··· Records shown

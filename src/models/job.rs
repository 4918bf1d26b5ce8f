use chrono::{DateTime, Utc};
use serde::{Deserialize, Serialize};
use strum::Display;
use uuid::Uuid;

use crate::models::operation::{OperationDescriptor, OperationKind};

/// Status of a raster job in the async queue.
#[derive(Debug, Clone, Copy, Serialize, Deserialize, PartialEq, Eq, Hash, Display)]
#[serde(rename_all = "snake_case")]
#[strum(serialize_all = "snake_case")]
pub enum JobStatus {
    Pending,
    Running,
    Success,
    Failed,
    Cancelled,
}

impl JobStatus {
    pub fn is_terminal(self) -> bool {
        matches!(self, Self::Success | Self::Failed | Self::Cancelled)
    }
}

/// Category of a failure recorded on a job.
#[derive(Debug, Clone, Copy, Serialize, Deserialize, PartialEq, Eq, Display)]
#[serde(rename_all = "snake_case")]
#[strum(serialize_all = "snake_case")]
pub enum ErrorKind {
    Validation,
    NotFound,
    InvalidFormat,
    Processing,
    Timeout,
    Internal,
}

/// A requested change to a job record. The store applies these through
/// [`Job::apply`], which enforces the lifecycle.
#[derive(Debug, Clone, PartialEq, Serialize, Deserialize)]
#[serde(tag = "transition", rename_all = "snake_case")]
pub enum Transition {
    /// Take ownership for a delivery attempt.
    Start { attempt: u32, message: String },
    Progress { progress: u8, message: String },
    Succeed { result_path: String, message: String },
    Fail { kind: ErrorKind, error: String },
    Cancel,
}

#[derive(Debug, Clone, PartialEq, thiserror::Error)]
#[error("invalid transition: cannot {action} a job that is {from}")]
pub struct InvalidTransition {
    pub from: JobStatus,
    pub action: &'static str,
}

/// A raster job tracked end-to-end.
#[derive(Debug, Clone, PartialEq, Serialize, Deserialize)]
pub struct Job {
    pub id: Uuid,
    pub operation: OperationKind,
    pub descriptor: OperationDescriptor,
    pub status: JobStatus,
    pub progress: u8,
    pub message: String,
    pub error: Option<String>,
    pub error_kind: Option<ErrorKind>,
    pub result_path: Option<String>,
    pub attempt: u32,
    pub version: u64,
    pub created_at: DateTime<Utc>,
    pub updated_at: DateTime<Utc>,
}

impl Job {
    pub fn new(descriptor: OperationDescriptor) -> Self {
        let now = Utc::now();
        Self {
            id: Uuid::new_v4(),
            operation: descriptor.kind(),
            descriptor,
            status: JobStatus::Pending,
            progress: 0,
            message: "Job is waiting to be processed".to_string(),
            error: None,
            error_kind: None,
            result_path: None,
            attempt: 0,
            version: 0,
            created_at: now,
            updated_at: now,
        }
    }

    /// Apply `transition` in place, bumping `version` and `updated_at`.
    /// On error the record is left untouched.
    pub fn apply(&mut self, transition: &Transition) -> Result<(), InvalidTransition> {
        use JobStatus::*;

        match (self.status, transition) {
            (Pending, Transition::Start { attempt, message }) => {
                self.status = Running;
                self.attempt = *attempt;
                self.message = message.clone();
            }
            // Redelivery after the previous owner vanished without acking.
            (Running, Transition::Start { attempt, message }) if *attempt > self.attempt => {
                self.attempt = *attempt;
                self.message = message.clone();
            }
            (Running, Transition::Progress { progress, message }) => {
                self.progress = self.progress.max((*progress).min(100));
                self.message = message.clone();
            }
            (Running, Transition::Succeed { result_path, message }) => {
                self.status = Success;
                self.progress = 100;
                self.result_path = Some(result_path.clone());
                self.message = message.clone();
            }
            (Pending | Running, Transition::Fail { kind, error }) => {
                self.status = Failed;
                self.error = Some(error.clone());
                self.error_kind = Some(*kind);
                self.message = format!("{} failed: {error}", operation_label(self.operation));
            }
            (Pending | Running, Transition::Cancel) => {
                self.status = Cancelled;
                self.message = "Job was cancelled".to_string();
            }
            (from, t) => {
                return Err(InvalidTransition {
                    from,
                    action: transition_action(t),
                })
            }
        }

        self.version += 1;
        self.updated_at = Utc::now();
        Ok(())
    }

    pub fn view(&self) -> JobView {
        JobView {
            job_id: self.id,
            found: true,
            operation: Some(self.operation),
            status: self.status,
            progress: self.progress,
            message: self.message.clone(),
            error: self.error.clone(),
            error_kind: self.error_kind,
            result_path: self.result_path.clone(),
            created_at: Some(self.created_at),
            updated_at: Some(self.updated_at),
        }
    }
}

fn transition_action(t: &Transition) -> &'static str {
    match t {
        Transition::Start { .. } => "start",
        Transition::Progress { .. } => "report progress on",
        Transition::Succeed { .. } => "complete",
        Transition::Fail { .. } => "fail",
        Transition::Cancel => "cancel",
    }
}

fn operation_label(kind: OperationKind) -> &'static str {
    match kind {
        OperationKind::Clip => "Clip operation",
        OperationKind::Reproject => "Reprojection",
        OperationKind::Resample => "Resampling",
        OperationKind::Mosaic => "Mosaic creation",
    }
}

/// Snapshot of a job as served to status readers.
#[derive(Debug, Clone, PartialEq, Serialize, Deserialize)]
pub struct JobView {
    pub job_id: Uuid,
    /// `false` when no record exists for `job_id`.
    pub found: bool,
    pub operation: Option<OperationKind>,
    pub status: JobStatus,
    pub progress: u8,
    pub message: String,
    pub error: Option<String>,
    pub error_kind: Option<ErrorKind>,
    pub result_path: Option<String>,
    pub created_at: Option<DateTime<Utc>>,
    pub updated_at: Option<DateTime<Utc>>,
}

impl JobView {
    /// Well-formed view for an id the store has never seen.
    pub fn not_found(job_id: Uuid) -> Self {
        Self {
            job_id,
            found: false,
            operation: None,
            status: JobStatus::Failed,
            progress: 0,
            message: "Job not found".to_string(),
            error: Some(format!("no job with id {job_id}")),
            error_kind: Some(ErrorKind::NotFound),
            result_path: None,
            created_at: None,
            updated_at: None,
        }
    }

    /// View returned when the store itself could not be read.
    pub fn unavailable(job_id: Uuid, reason: &str) -> Self {
        Self {
            message: "Error retrieving job status".to_string(),
            error: Some(reason.to_string()),
            error_kind: Some(ErrorKind::Internal),
            ..Self::not_found(job_id)
        }
    }
}

/// Published on the push channel after every applied transition.
#[derive(Debug, Clone, PartialEq, Serialize)]
pub struct JobEvent {
    pub job_id: Uuid,
    pub status: JobStatus,
    pub progress: u8,
    pub message: String,
    pub at: DateTime<Utc>,
}

impl From<&Job> for JobEvent {
    fn from(job: &Job) -> Self {
        Self {
            job_id: job.id,
            status: job.status,
            progress: job.progress,
            message: job.message.clone(),
            at: job.updated_at,
        }
    }
}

······

Task = In the lines above, find each one with "Some" and list it.

Solution below =
                self.result_path = Some(result_path.clone());
                self.error = Some(error.clone());
                self.error_kind = Some(*kind);
            operation: Some(self.operation),
            created_at: Some(self.created_at),
            updated_at: Some(self.updated_at),
            error: Some(format!("no job with id {job_id}")),
            error_kind: Some(ErrorKind::NotFound),
            error: Some(reason.to_string()),
            error_kind: Some(ErrorKind::Internal),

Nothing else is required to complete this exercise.